--- EXERCISE GOAL ---
What you return should be the lines of the data containing "derive", each in full.

Collection entries
▼
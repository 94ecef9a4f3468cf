//! Ticket lifecycle status.

use serde::{Deserialize, Serialize};
use std::fmt;

/// Whether a ticket still owes payment.
#[derive(Debug, Clone, Copy, PartialEq, Eq, Hash, Serialize, Deserialize)]
#[serde(rename_all = "lowercase")]
pub enum TicketStatus {
    /// Issued and unpaid; exit is refused.
    Active,
    /// Settled; exit is allowed.
    Paid,
}

impl fmt::Display for TicketStatus {
    fn fmt(&self, f: &mut fmt::Formatter<'_>) -> fmt::Result {
        match self {
            Self::Active => write!(f, "active"),
            Self::Paid => write!(f, "paid"),
        }
    }
}
//! Demonstration traffic configuration.

use serde::{Deserialize, Serialize};

/// Number of vehicles of each type sent concurrently by `parkhub demo`.
#[derive(Debug, Clone, Serialize, Deserialize)]
pub struct DemoConfig {
    /// Motorcycles.
    #[serde(default = "default_motorcycles")]
    pub motorcycles: u32,
    /// Cars.
    #[serde(default = "default_cars")]
    pub cars: u32,
    /// Electric cars.
    #[serde(default = "default_one")]
    pub electric: u32,
    /// Trucks.
    #[serde(default = "default_one")]
    pub trucks: u32,
    /// Vans.
    #[serde(default = "default_one")]
    pub vans: u32,
}

impl Default for DemoConfig {
    fn default() -> Self {
        Self {
            motorcycles: default_motorcycles(),
            cars: default_cars(),
            electric: default_one(),
            trucks: default_one(),
            vans: default_one(),
        }
    }
}

fn default_motorcycles() -> u32 {
    4
}

fn default_cars() -> u32 {
    4
}

fn default_one() -> u32 {
    1
}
▲
--- TASK RESPONSE ---
#[derive(Debug, Clone, Copy, PartialEq, Eq, Hash, Serialize, Deserialize)]
#[derive(Debug, Clone, Serialize, Deserialize)]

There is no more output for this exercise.